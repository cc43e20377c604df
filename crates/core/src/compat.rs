//! Compatibility rule engine -- pure logic, no I/O.
//!
//! Two entry points: [`evaluate`] runs the full rule set over a selection
//! and returns user-facing warnings in a fixed order, and [`preview`]
//! runs the single targeted socket check used while a drag is in
//! progress, before a part is committed to a slot. The two must agree:
//! a drop that `preview` accepts never introduces a socket warning in
//! `evaluate`.

use crate::part::{Part, PartKind};
use crate::selection::Selection;

/// Fixed safety headroom demanded above the estimated draw, in watts.
pub const POWER_HEADROOM_WATTS: i64 = 100;

/// Evaluate all compatibility rules against a selection.
///
/// Returns an ordered sequence of standalone warning strings; an empty
/// result means "all parts compatible". Rule order is part of the
/// contract: socket first, then power.
pub fn evaluate(selection: &Selection) -> Vec<String> {
    let mut warnings = Vec::new();

    // Rule 1: cpu and motherboard must agree on socket. The comparison is
    // case-sensitive and only runs when both sides declare a socket.
    if let (Some(cpu), Some(mobo)) = (
        selection.get(PartKind::Cpu),
        selection.get(PartKind::Motherboard),
    ) {
        if let (Some(cpu_socket), Some(mobo_socket)) =
            (&cpu.compatibility.socket, &mobo.compatibility.socket)
        {
            if cpu_socket != mobo_socket {
                warnings.push(format!(
                    "Socket mismatch: {} {} needs {}, but {} has {}.",
                    cpu.brand, cpu.name, cpu_socket, mobo.name, mobo_socket
                ));
            }
        }
    }

    // Rule 2: psu capacity vs estimated draw. The draw sums the wattage
    // field of every occupied slot, the psu's own capacity figure
    // included. Known modeling quirk; kept as-is so the warning
    // thresholds users have already seen stay stable.
    if let Some(psu) = selection.get(PartKind::Psu) {
        let total_draw: i64 = selection
            .occupied()
            .map(|(_, part)| part.compatibility.wattage.unwrap_or(0))
            .sum();
        if psu.compatibility.wattage.unwrap_or(0) < total_draw + POWER_HEADROOM_WATTS {
            warnings.push(format!(
                "Power supply might be insufficient. Total estimated draw: {total_draw}W."
            ));
        }
    }

    warnings
}

/// Targeted drag-over check for a candidate part against the current
/// selection, covering only the cpu <-> motherboard socket relation for
/// the candidate's own slot.
///
/// Returns the rejection message the drop target should surface, or
/// `None` when the drop would be accepted. Parts of any other kind never
/// produce a preview warning.
pub fn preview(candidate: &Part, selection: &Selection) -> Option<String> {
    match candidate.kind {
        PartKind::Cpu => {
            let mobo = selection.get(PartKind::Motherboard)?;
            let candidate_socket = candidate.compatibility.socket.as_deref()?;
            let mobo_socket = mobo.compatibility.socket.as_deref()?;
            (candidate_socket != mobo_socket).then(|| {
                format!(
                    "Socket Mismatch: {} needs {}",
                    candidate.name, candidate_socket
                )
            })
        }
        PartKind::Motherboard => {
            let cpu = selection.get(PartKind::Cpu)?;
            let candidate_socket = candidate.compatibility.socket.as_deref()?;
            let cpu_socket = cpu.compatibility.socket.as_deref()?;
            (candidate_socket != cpu_socket).then(|| {
                format!(
                    "Socket Mismatch: {} uses {}",
                    candidate.name, candidate_socket
                )
            })
        }
        _ => None,
    }
}

#[cfg(test)]
mod tests {
    use super::*;
    use crate::part::Compatibility;
    use serde_json::json;

    fn part(kind: PartKind, brand: &str, name: &str, price: i64) -> Part {
        Part {
            id: price,
            name: name.to_string(),
            kind,
            brand: brand.to_string(),
            price,
            specs: json!({}),
            image: None,
            compatibility: Compatibility::default(),
        }
    }

    fn cpu(name: &str, socket: &str, wattage: i64) -> Part {
        let mut p = part(PartKind::Cpu, "AMD", name, 19800);
        p.compatibility.socket = Some(socket.to_string());
        p.compatibility.wattage = Some(wattage);
        p
    }

    fn motherboard(name: &str, socket: &str) -> Part {
        let mut p = part(PartKind::Motherboard, "ASUS", name, 45000);
        p.compatibility.socket = Some(socket.to_string());
        p.compatibility.form_factor = Some("ATX".to_string());
        p
    }

    fn gpu(name: &str, wattage: i64) -> Part {
        let mut p = part(PartKind::Gpu, "ASUS ROG", name, 185000);
        p.compatibility.wattage = Some(wattage);
        p
    }

    fn psu(name: &str, capacity: i64) -> Part {
        let mut p = part(PartKind::Psu, "Deepcool", name, 3800);
        p.compatibility.wattage = Some(capacity);
        p
    }

    // -- evaluate: socket rule --

    #[test]
    fn empty_selection_is_all_compatible() {
        let selection = Selection::default();
        assert_eq!(selection.total(), 0);
        assert!(evaluate(&selection).is_empty());
    }

    #[test]
    fn matching_sockets_produce_no_warning() {
        let mut selection = Selection::default();
        let mut am5_cpu = cpu("Ryzen 7 7800X3D", "AM5", 120);
        am5_cpu.price = 38900;
        let mut am5_board = motherboard("MSI MAG B650 Tomahawk", "AM5");
        am5_board.price = 22500;
        selection.set(PartKind::Cpu, am5_cpu).unwrap();
        selection.set(PartKind::Motherboard, am5_board).unwrap();

        assert_eq!(selection.total(), 61400);
        assert!(evaluate(&selection).is_empty());
    }

    #[test]
    fn socket_mismatch_emits_exact_message() {
        let mut selection = Selection::default();
        selection
            .set(PartKind::Cpu, cpu("Ryzen 5 7600X", "AM5", 105))
            .unwrap();
        selection
            .set(
                PartKind::Motherboard,
                motherboard("ASUS ROG Strix Z790-E", "LGA1700"),
            )
            .unwrap();

        let warnings = evaluate(&selection);
        assert_eq!(
            warnings,
            vec![
                "Socket mismatch: AMD Ryzen 5 7600X needs AM5, but ASUS ROG Strix Z790-E has LGA1700."
                    .to_string()
            ]
        );
    }

    #[test]
    fn socket_rule_skipped_when_either_side_lacks_socket() {
        let mut selection = Selection::default();
        let mut socketless = cpu("Mystery CPU", "AM5", 65);
        socketless.compatibility.socket = None;
        selection.set(PartKind::Cpu, socketless).unwrap();
        selection
            .set(PartKind::Motherboard, motherboard("B760M DS3H", "LGA1700"))
            .unwrap();
        assert!(evaluate(&selection).is_empty());

        let mut selection = Selection::default();
        selection
            .set(PartKind::Cpu, cpu("Core i5-13600K", "LGA1700", 125))
            .unwrap();
        let mut bare_board = motherboard("Bare Board", "AM5");
        bare_board.compatibility.socket = None;
        selection.set(PartKind::Motherboard, bare_board).unwrap();
        assert!(evaluate(&selection).is_empty());
    }

    #[test]
    fn socket_compare_is_case_sensitive() {
        let mut selection = Selection::default();
        selection
            .set(PartKind::Cpu, cpu("Ryzen 5 7600X", "AM5", 105))
            .unwrap();
        selection
            .set(PartKind::Motherboard, motherboard("MAG B650", "am5"))
            .unwrap();
        assert_eq!(evaluate(&selection).len(), 1);
    }

    // -- evaluate: power rule --

    #[test]
    fn power_rule_does_not_run_without_psu() {
        let mut selection = Selection::default();
        selection
            .set(PartKind::Cpu, cpu("Core i9-14900K", "LGA1700", 125))
            .unwrap();
        selection
            .set(PartKind::Gpu, gpu("RTX 4090", 450))
            .unwrap();
        assert!(evaluate(&selection).is_empty());
    }

    #[test]
    fn insufficient_psu_counts_its_own_wattage_in_the_draw() {
        let mut selection = Selection::default();
        selection
            .set(PartKind::Cpu, cpu("Core i9-14900K", "LGA1700", 125))
            .unwrap();
        selection.set(PartKind::Gpu, gpu("RTX 4090", 450)).unwrap();
        selection.set(PartKind::Psu, psu("PK550D", 550)).unwrap();

        // Draw is 125 + 450 + 550 = 1125: the psu's own capacity figure is
        // part of the sum.
        let warnings = evaluate(&selection);
        assert_eq!(
            warnings,
            vec!["Power supply might be insufficient. Total estimated draw: 1125W.".to_string()]
        );
    }

    #[test]
    fn any_selected_psu_warns_because_its_capacity_counts_as_draw() {
        // Because the psu's own capacity is part of the draw, the headroom
        // check can never pass once a psu is selected.
        let mut selection = Selection::default();
        selection
            .set(PartKind::Cpu, cpu("Core i3-12100F", "LGA1700", 58))
            .unwrap();
        selection.set(PartKind::Psu, psu("RM850e", 850)).unwrap();
        assert_eq!(
            evaluate(&selection),
            vec!["Power supply might be insufficient. Total estimated draw: 908W.".to_string()]
        );

        let mut solo = Selection::default();
        solo.set(PartKind::Psu, psu("RM850e", 850)).unwrap();
        assert_eq!(evaluate(&solo).len(), 1);
    }

    #[test]
    fn parts_without_wattage_contribute_zero_draw() {
        let mut selection = Selection::default();
        let storage = part(PartKind::Storage, "Samsung", "990 Pro 1TB", 9200);
        selection.set(PartKind::Storage, storage).unwrap();
        let mut capacity_only = psu("MWE 750 Gold", 750);
        capacity_only.compatibility.wattage = Some(750);
        selection.set(PartKind::Psu, capacity_only).unwrap();

        // Draw is 0 + 750 = 750; 750 < 850 still warns (quirk again).
        let warnings = evaluate(&selection);
        assert_eq!(warnings.len(), 1);
        assert!(warnings[0].contains("750W"));
    }

    #[test]
    fn warning_order_is_socket_then_power() {
        let mut selection = Selection::default();
        selection
            .set(PartKind::Cpu, cpu("Ryzen 5 7600X", "AM5", 105))
            .unwrap();
        selection
            .set(
                PartKind::Motherboard,
                motherboard("ASUS ROG Strix Z790-E", "LGA1700"),
            )
            .unwrap();
        selection.set(PartKind::Psu, psu("PK550D", 550)).unwrap();

        let warnings = evaluate(&selection);
        assert_eq!(warnings.len(), 2);
        assert!(warnings[0].starts_with("Socket mismatch:"));
        assert!(warnings[1].starts_with("Power supply might be insufficient."));
    }

    #[test]
    fn evaluate_is_idempotent() {
        let mut selection = Selection::default();
        selection
            .set(PartKind::Cpu, cpu("Ryzen 5 7600X", "AM5", 105))
            .unwrap();
        selection
            .set(
                PartKind::Motherboard,
                motherboard("ASUS ROG Strix Z790-E", "LGA1700"),
            )
            .unwrap();
        assert_eq!(evaluate(&selection), evaluate(&selection));
    }

    // -- preview --

    #[test]
    fn preview_cpu_against_selected_motherboard() {
        let mut selection = Selection::default();
        selection
            .set(
                PartKind::Motherboard,
                motherboard("ASUS ROG Strix Z790-E", "LGA1700"),
            )
            .unwrap();

        let warning = preview(&cpu("Ryzen 5 7600X", "AM5", 105), &selection).unwrap();
        assert_eq!(warning, "Socket Mismatch: Ryzen 5 7600X needs AM5");

        assert!(preview(&cpu("Core i5-13600K", "LGA1700", 125), &selection).is_none());
    }

    #[test]
    fn preview_motherboard_against_selected_cpu() {
        let mut selection = Selection::default();
        selection
            .set(PartKind::Cpu, cpu("Ryzen 5 7600X", "AM5", 105))
            .unwrap();

        let warning = preview(&motherboard("ASUS ROG Strix Z790-E", "LGA1700"), &selection)
            .unwrap();
        assert_eq!(
            warning,
            "Socket Mismatch: ASUS ROG Strix Z790-E uses LGA1700"
        );

        assert!(preview(&motherboard("MAG B650 Tomahawk", "AM5"), &selection).is_none());
    }

    #[test]
    fn preview_ignores_other_kinds_and_empty_counterpart() {
        let selection = Selection::default();
        assert!(preview(&cpu("Ryzen 5 7600X", "AM5", 105), &selection).is_none());
        assert!(preview(&gpu("RTX 4090", 450), &selection).is_none());

        let mut with_mobo = Selection::default();
        with_mobo
            .set(PartKind::Motherboard, motherboard("B760M DS3H", "LGA1700"))
            .unwrap();
        assert!(preview(&psu("RM850e", 850), &with_mobo).is_none());
    }

    #[test]
    fn preview_skips_when_socket_info_is_missing() {
        let mut selection = Selection::default();
        let mut bare_board = motherboard("Bare Board", "AM5");
        bare_board.compatibility.socket = None;
        selection.set(PartKind::Motherboard, bare_board).unwrap();
        assert!(preview(&cpu("Ryzen 5 7600X", "AM5", 105), &selection).is_none());
    }

    #[test]
    fn preview_agrees_with_evaluate_on_accepts() {
        // A drop preview accepts must not introduce a socket warning in
        // the aggregate evaluation afterwards.
        let mut selection = Selection::default();
        selection
            .set(
                PartKind::Motherboard,
                motherboard("MAG B650 Tomahawk", "AM5"),
            )
            .unwrap();

        let candidate = cpu("Ryzen 7 7800X3D", "AM5", 120);
        assert!(preview(&candidate, &selection).is_none());
        selection.set(PartKind::Cpu, candidate).unwrap();
        assert!(evaluate(&selection)
            .iter()
            .all(|w| !w.starts_with("Socket mismatch:")));
    }
}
= = =
Instructions for the task
From the first line of the listing above through the line that contains "first, then power.", set down each line without alteration, and nothing else.

Final answer
repository cc43e20377c604df
filename crates/core/src/compat.rs
//! Compatibility rule engine -- pure logic, no I/O.
//!
//! Two entry points: [`evaluate`] runs the full rule set over a selection
//! and returns user-facing warnings in a fixed order, and [`preview`]
//! runs the single targeted socket check used while a drag is in
//! progress, before a part is committed to a slot. The two must agree:
//! a drop that `preview` accepts never introduces a socket warning in
//! `evaluate`.

use crate::part::{Part, PartKind};
use crate::selection::Selection;

/// Fixed safety headroom demanded above the estimated draw, in watts.
pub const POWER_HEADROOM_WATTS: i64 = 100;

/// Evaluate all compatibility rules against a selection.
///
/// Returns an ordered sequence of standalone warning strings; an empty
/// result means "all parts compatible". Rule order is part of the
/// contract: socket first, then power.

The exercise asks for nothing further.